Series 39 questions often combine two layers: the DPP feature and the principal action. Do not stop after recognizing the product. Ask what the principal should have reviewed before approval, what evidence should exist in the file, and what restriction or escalation follows if the facts are incomplete.

How to Apply This Section

Name the DPP offering structure first.
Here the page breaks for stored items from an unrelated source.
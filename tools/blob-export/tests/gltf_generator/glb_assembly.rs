//! GLB file assembly.

use serde_json::Value;

/// Assemble a binary GLB from a JSON document and its single buffer
pub fn assemble_glb(root: &Value, buffer_data: &[u8]) -> Vec<u8> {
    let json_string = serde_json::to_string(root).expect("Failed to serialize JSON");
    let json_bytes = json_string.as_bytes();

    // Pad JSON to 4-byte alignment
    let json_padding = (4 - (json_bytes.len() % 4)) % 4;
    let json_chunk_length = json_bytes.len() + json_padding;

    // Pad buffer to 4-byte alignment
    let buffer_padding = (4 - (buffer_data.len() % 4)) % 4;
    let buffer_chunk_length = buffer_data.len() + buffer_padding;

    let total_length = 12 + 8 + json_chunk_length + 8 + buffer_chunk_length;
    let mut glb = Vec::with_capacity(total_length);

    // Header
    glb.extend_from_slice(b"glTF");
    glb.extend_from_slice(&2u32.to_le_bytes());
    glb.extend_from_slice(&(total_length as u32).to_le_bytes());

    // JSON chunk
    glb.extend_from_slice(&(json_chunk_length as u32).to_le_bytes());
    glb.extend_from_slice(&0x4E4F534Au32.to_le_bytes()); // "JSON"
    glb.extend_from_slice(json_bytes);
    glb.extend(std::iter::repeat_n(0x20u8, json_padding));

    // BIN chunk
    glb.extend_from_slice(&(buffer_chunk_length as u32).to_le_bytes());
    glb.extend_from_slice(&0x004E4942u32.to_le_bytes()); // "BIN\0"
    glb.extend_from_slice(buffer_data);
    glb.extend(std::iter::repeat_n(0u8, buffer_padding));

    glb
}
//! Mesh sources
//!
//! A [`MeshSource`] is the only thing the exporter sees of where meshes come
//! from. It hands out owned, triangulated meshes in a fixed order.

use std::path::{Path, PathBuf};

use super::gltf::GltfSource;
use super::obj::ObjSource;
use super::types::SourceMesh;
use crate::error::{ExportError, Result};

/// Supplies named meshes to the exporter
pub trait MeshSource: Send + Sync {
    /// Human-readable description for log messages
    fn describe(&self) -> String;

    /// Load every mesh, in export order
    fn meshes(&self) -> Result<Vec<SourceMesh>>;
}

/// Options for file-backed sources
#[derive(Debug, Clone, Copy, PartialEq, Eq)]
pub struct SourceOptions {
    /// Split polygons with more than three corners before export
    pub triangulate: bool,
}

impl Default for SourceOptions {
    fn default() -> Self {
        Self { triangulate: true }
    }
}

/// Meshes that are already in memory
#[derive(Debug, Clone, Default)]
pub struct MemorySource {
    meshes: Vec<SourceMesh>,
}

impl MemorySource {
    pub fn new(meshes: Vec<SourceMesh>) -> Self {
        Self { meshes }
    }
}

impl MeshSource for MemorySource {
    fn describe(&self) -> String {
        format!("{} in-memory meshes", self.meshes.len())
    }

    fn meshes(&self) -> Result<Vec<SourceMesh>> {
        Ok(self.meshes.clone())
    }
}

/// Mesh file kinds understood by [`open_source`]
#[derive(Debug, Clone, Copy, PartialEq, Eq)]
pub enum SourceKind {
    Gltf,
    Obj,
}

impl SourceKind {
    /// Detect the source kind by file extension
    pub fn from_path(path: &Path) -> Option<Self> {
        let ext = path
            .extension()
            .and_then(|e| e.to_str())
            .map(|s| s.to_lowercase())
            .unwrap_or_default();

        match ext.as_str() {
            "gltf" | "glb" => Some(SourceKind::Gltf),
            "obj" => Some(SourceKind::Obj),
            _ => None,
        }
    }
}

/// Open a mesh file as a source, picking the importer by extension
pub fn open_source(path: &Path, options: SourceOptions) -> Result<Box<dyn MeshSource>> {
    match SourceKind::from_path(path) {
        Some(SourceKind::Gltf) => Ok(Box::new(GltfSource::new(path))),
        Some(SourceKind::Obj) => Ok(Box::new(
            ObjSource::new(path).triangulate(options.triangulate),
        )),
        None => Err(ExportError::UnsupportedSource(path.to_path_buf())),
    }
}

/// Wrap an importer failure for `path`
pub(crate) fn source_error(path: &Path, message: impl ToString) -> ExportError {
    ExportError::Source {
        path: PathBuf::from(path),
        message: message.to_string(),
    }
}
Then identify who is acting, how they are compensated, what documents support the offering, what subscriptions or funds are being handled, and whether the communication or exemption route is consistent with the actual facts.

Use this sequence when a question includes many facts:

StepQuestionWhy it matters
Classify the DPP issueIs this offering structure, compensation, communication, suitability, employee conduct, or financial responsibility?It prevents generic-principal guessing.
Identify the controlled partyIs the issue with the sponsor, dealer manager, wholesaler, representative, customer, firm, or clearing/operations process?It points to the right supervisory action.
Check the evidenceWhat prospectus, agreement, due-diligence file, subscription document, approval record, disclosure, or financial record should support the answer?Series 39 rewards documented principal review.
Choose the responseShould the principal approve, reject, revise, restrict, disclose, preserve, notify, or escalate?It turns rule recognition into exam action.

Decision Table

If the stem includes…First concernStronger answer pattern
contingent offering terms, escrow, or thresholdsoffering mechanicsconfirm conditions before acceptance, funds handling, or compensation
unclear role or paymentcompensation and participant controlclassify the party and payment before approving activity
promotional or selective communicationdisclosure and communications supervisionrequire balance, consistency with offering documents, and approval
retirement, tax, liquidity, or concentration factssuitabilitydocument the basis and resolve risks before recommendation
capital, record, AML, SIPC, or customer-property factsfinancial responsibilitypreserve evidence, confirm the rule family, and escalate if status changes

Common Pitfalls

  • Treating a DPP offering like a generic securities offering.
  • Blurring sponsor, dealer-manager, wholesaler, finder, and selling-group roles.
  • Accepting subscriptions or communications before due diligence, conditions, or compensation controls are resolved.

Review Checklist

Before leaving this section, make sure you can address these points:

  • Explain how Rule 15c2-4 governs the transmission or maintenance of payments received in DPP underwritings.
  • Determine when investor funds must remain in escrow or be transmitted promptly rather than retained by the member firm.
  • Assess movement of investor funds between the broker-dealer and escrow agent for compliance with the offering terms.
  • Apply Rule 10b-9 concepts when offering conditions or contingencies are described in subscription or sales materials.
  • Evaluate whether order-review procedures adequately condition sales on subscriber acceptance and completion of required documents.
  • Determine how Regulation Best Interest affects principal review of a DPP recommendation and supporting documentation.
  • Explain when Form CRS preparation, filing, or delivery intersects with a DPP sales interaction at the firm.
  • Select the appropriate principal response when investor-funds handling, underwriting conditions, or best-interest documentation are defective.
  • Explain what makes the issue DPP-specific rather than generic principal supervision.
  • State what evidence a Series 39 principal should expect to review or preserve.

Key Takeaways

  • Series 39 rewards DPP-specific principal judgment, not generic supervision language alone.
  • The best answer usually identifies the offering or conduct control, then chooses a documented supervisory response.
  • Due diligence, compensation, communications, suitability, and financial responsibility often overlap in one fact pattern.
  • When facts are incomplete or investor-facing risk is high, approval should wait until the principal can support the decision.